A small family reunion would make the second floor of Toronto’s Czehoski restaurant on Queen Street West feel a little cramped. With dozens of bookselling and publishing industry friends and well-wishers present to see A Different Drummer’s Richard Bachmann receive this year’s Jack Award, the place felt like a bizarre, adult game of Twister.

Bachmann, an outspoken figure on the Canadian publishing and bookselling scene for many years, received the award – a bowling ball-sized metal jack, appropriately enough – from author Michael Winter, whose 2004 novel The Big Why won the Drummer General’s Award, a prize Bachmann set up to recognize worthy books that were overlooked by the major awards.

In his acceptance speech, Bachmann admitted that A Different Drummer could just as easily be a “small bookstore on a side street in Burlington,” but that he and his staff have always wanted it to be more, a place that engages both author and readers, something he said was being lost amid shrinking serious book coverage and a culture more obsessed with technology than reading.

Bachmann made a point of thanking Hamilton bookseller Bryan Prince, with whom he often collaborates on events and promotions.
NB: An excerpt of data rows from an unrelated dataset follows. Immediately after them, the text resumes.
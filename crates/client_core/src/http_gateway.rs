//! Device web-services transport for subscriptions and alarms.

use anyhow::{Context, Result};
use async_trait::async_trait;
use reqwest::{Client, Response};
use shared::{
    domain::{AlarmKind, EndpointName},
    error::ApiError,
    protocol::{AlarmRequest, SubscriptionRequest},
};

use crate::{error::GatewayError, RemoteOperationGateway};

pub struct HttpGateway {
    http: Client,
    base_url: String,
}

impl HttpGateway {
    pub fn new(base_url: impl Into<String>) -> Self {
        Self::with_client(Client::new(), base_url)
    }

    pub fn with_client(http: Client, base_url: impl Into<String>) -> Self {
        let base_url = base_url.into().trim_end_matches('/').to_string();
        Self { http, base_url }
    }

    fn subscription_url(&self, endpoint: &EndpointName) -> String {
        format!("{}/ws/subscriptions/{endpoint}~sub", self.base_url)
    }

    fn alarm_url(&self, endpoint: &EndpointName, kind: AlarmKind) -> String {
        format!("{}/ws/alarms/{endpoint}~{kind}", self.base_url)
    }
}

async fn ensure_accepted(res: Response) -> Result<()> {
    let status = res.status();
    if status.is_success() {
        return Ok(());
    }

    let body = res.text().await.unwrap_or_default();
    let message = serde_json::from_str::<ApiError>(&body)
        .map(|err| err.message)
        .unwrap_or(body);
    Err(GatewayError::Rejected {
        status: status.as_u16(),
        message,
    }
    .into())
}

#[async_trait]
impl RemoteOperationGateway for HttpGateway {
    async fn subscribe(&self, endpoint: &EndpointName, interval_seconds: u32) -> Result<()> {
        let url = self.subscription_url(endpoint);
        let res = self
            .http
            .put(&url)
            .json(&SubscriptionRequest::new(endpoint, interval_seconds))
            .send()
            .await
            .with_context(|| format!("failed to reach device: {url}"))?;
        ensure_accepted(res).await
    }

    async fn unsubscribe(&self, endpoint: &EndpointName) -> Result<()> {
        let url = self.subscription_url(endpoint);
        let res = self
            .http
            .delete(&url)
            .send()
            .await
            .with_context(|| format!("failed to reach device: {url}"))?;
        ensure_accepted(res).await
    }

    async fn create_alarm(
        &self,
        endpoint: &EndpointName,
        kind: AlarmKind,
        retry_count: u32,
        threshold: f64,
    ) -> Result<()> {
        let url = self.alarm_url(endpoint, kind);
        let res = self
            .http
            .put(&url)
            .json(&AlarmRequest::new(endpoint, kind, retry_count, threshold))
            .send()
            .await
            .with_context(|| format!("failed to reach device: {url}"))?;
        ensure_accepted(res).await
    }

    async fn remove_alarm(&self, endpoint: &EndpointName, kind: AlarmKind) -> Result<()> {
        let url = self.alarm_url(endpoint, kind);
        let res = self
            .http
            .delete(&url)
            .send()
            .await
            .with_context(|| format!("failed to reach device: {url}"))?;
        ensure_accepted(res).await
    }
}

#[cfg(test)]
#[path = "tests/http_gateway_tests.rs"]
mod tests;
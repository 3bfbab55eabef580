//! Auth provider contract and shared token lifecycle
//!
//! Every grant implements [`AuthProvider`]. The token bookkeeping common to
//! all grants (ensure-valid-token, proactive refresh window, header
//! rendering) lives in [`TokenLifecycle`], which each grant embeds.

use std::collections::HashMap;
use std::future::Future;
use std::sync::Arc;
use std::time::Duration;

use async_trait::async_trait;
use chrono::Utc;
use tracing::{debug, warn};

use super::storage::{TokenData, TokenStorage};
use crate::{Error, Result};

/// Capability every grant type exposes to the gateway
#[async_trait]
pub trait AuthProvider: Send + Sync {
    /// Provider name (downstream server it authenticates)
    fn name(&self) -> &str;

    /// Headers for an outbound request, acquiring a token if necessary.
    /// May suspend for as long as acquisition takes.
    async fn get_headers(&self) -> Result<HashMap<String, String>>;

    /// Best-effort, non-suspending validity check against storage
    fn is_valid(&self) -> bool;

    /// Whether [`AuthProvider::refresh`] is meaningful for this grant
    fn supports_refresh(&self) -> bool {
        false
    }

    /// Replace the current token
    async fn refresh(&self) -> Result<()> {
        Err(Error::Internal(format!(
            "Provider '{}' does not support refresh",
            self.name()
        )))
    }
}

/// When a still-valid token is replaced ahead of expiry
#[derive(Debug, Clone, Copy, PartialEq, Eq)]
pub enum RefreshPolicy {
    /// Only replace expired tokens
    Disabled,
    /// Replace tokens expiring within this window
    BeforeExpiry(Duration),
}

impl RefreshPolicy {
    /// Policy from a configured window; zero disables
    #[must_use]
    pub fn from_window(window: Duration) -> Self {
        if window.is_zero() {
            Self::Disabled
        } else {
            Self::BeforeExpiry(window)
        }
    }
}

/// Token lifecycle shared by all grants
pub struct TokenLifecycle {
    name: String,
    storage: Arc<dyn TokenStorage>,
    refresh_policy: RefreshPolicy,
}

impl TokenLifecycle {
    /// Create a lifecycle over a provider's storage
    pub fn new(name: impl Into<String>, storage: Arc<dyn TokenStorage>, refresh_policy: RefreshPolicy) -> Self {
        Self {
            name: name.into(),
            storage,
            refresh_policy,
        }
    }

    /// Provider name
    #[must_use]
    pub fn name(&self) -> &str {
        &self.name
    }

    /// Token storage
    #[must_use]
    pub fn storage(&self) -> &Arc<dyn TokenStorage> {
        &self.storage
    }

    /// Stored token is present and not expired
    #[must_use]
    pub fn is_valid(&self) -> bool {
        !self.storage.is_expired()
    }

    /// Token is valid but inside the proactive refresh window
    #[must_use]
    pub fn is_refresh_due(&self, token: &TokenData) -> bool {
        match self.refresh_policy {
            RefreshPolicy::Disabled => false,
            RefreshPolicy::BeforeExpiry(window) => {
                let window = chrono::Duration::from_std(window).unwrap_or(chrono::Duration::MAX);
                Utc::now()
                    .checked_add_signed(window)
                    .is_none_or(|horizon| token.is_expired_at(horizon))
            }
        }
    }

    /// Return the stored token if usable, otherwise run `acquire` and read
    /// storage back.
    ///
    /// A token inside the proactive window is still returned if `acquire`
    /// fails, since it has not actually expired.
    pub async fn ensure_valid_token<F, Fut>(&self, acquire: F) -> Result<TokenData>
    where
        F: FnOnce() -> Fut,
        Fut: Future<Output = Result<()>>,
    {
        let stale = match self.storage.retrieve() {
            Some(token) if !token.is_expired() => {
                if !self.is_refresh_due(&token) {
                    return Ok(token);
                }
                debug!(provider = %self.name, "Token inside refresh window, refreshing proactively");
                Some(token)
            }
            _ => None,
        };

        if let Err(e) = acquire().await {
            return match stale {
                Some(token) if !token.is_expired() => {
                    warn!(provider = %self.name, error = %e, "Proactive refresh failed, using current token");
                    Ok(token)
                }
                _ => Err(e),
            };
        }

        self.storage
            .retrieve()
            .filter(|t| !t.is_expired())
            .ok_or_else(|| {
                Error::StorageInconsistency(format!(
                    "provider '{}' acquired a token but storage holds no valid token",
                    self.name
                ))
            })
    }

    /// `get_headers` in terms of [`TokenLifecycle::ensure_valid_token`]
    pub async fn headers<F, Fut>(&self, acquire: F) -> Result<HashMap<String, String>>
    where
        F: FnOnce() -> Fut,
        Fut: Future<Output = Result<()>>,
    {
        let token = self.ensure_valid_token(acquire).await?;
        Ok(bearer_headers(&token))
    }
}

/// Render the request headers for a token
#[must_use]
pub fn bearer_headers(token: &TokenData) -> HashMap<String, String> {
    HashMap::from([("Authorization".to_string(), token.authorization_value())])
}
At the end of his speech, Bachmann proposed a toast, not only to his friends and fellow booksellers, but to readers.

The Jack Award, presented by the Book Promoters Association of Canada, has been awarded each year since 1993 to “an individual within the Canadian publishing industry or media, who has made a significant contribution to the promotion of Canadian authors and books.” The award is named after Jack McClelland, who was its first recipient.

Before the presentation of the Jack Awards, outgoing BPAC president Doug Blair presented the Award for Promotional Excellence to HarperCollins Canada’s publicity team, for their campaign for Tim Flannery’s The Weather Makers. Miranda Snyder of HarperCollins accepted the award on behalf of the rest of the team. Honourable mentions went to Penguin Canada, for its campaign for Craig Davidson’s The Fighter, and HarperCollins again, for the campaign for Londonstani.

Among those in attendance were author Elizabeth Hay, The Globe and Mail‘s Martin Levin, McClelland & Stewart’s Ruta Liormonas and Ellen Seligman, McGill-Queen’s University Press’s Jacqueline Davis, freelance publicist Debby de Groot, McArthur & Company’s Kim McArthur, Penguin Canada’s Yvonne Hunter and Stephen Myers, incoming BPAC president David Leonard, and many more.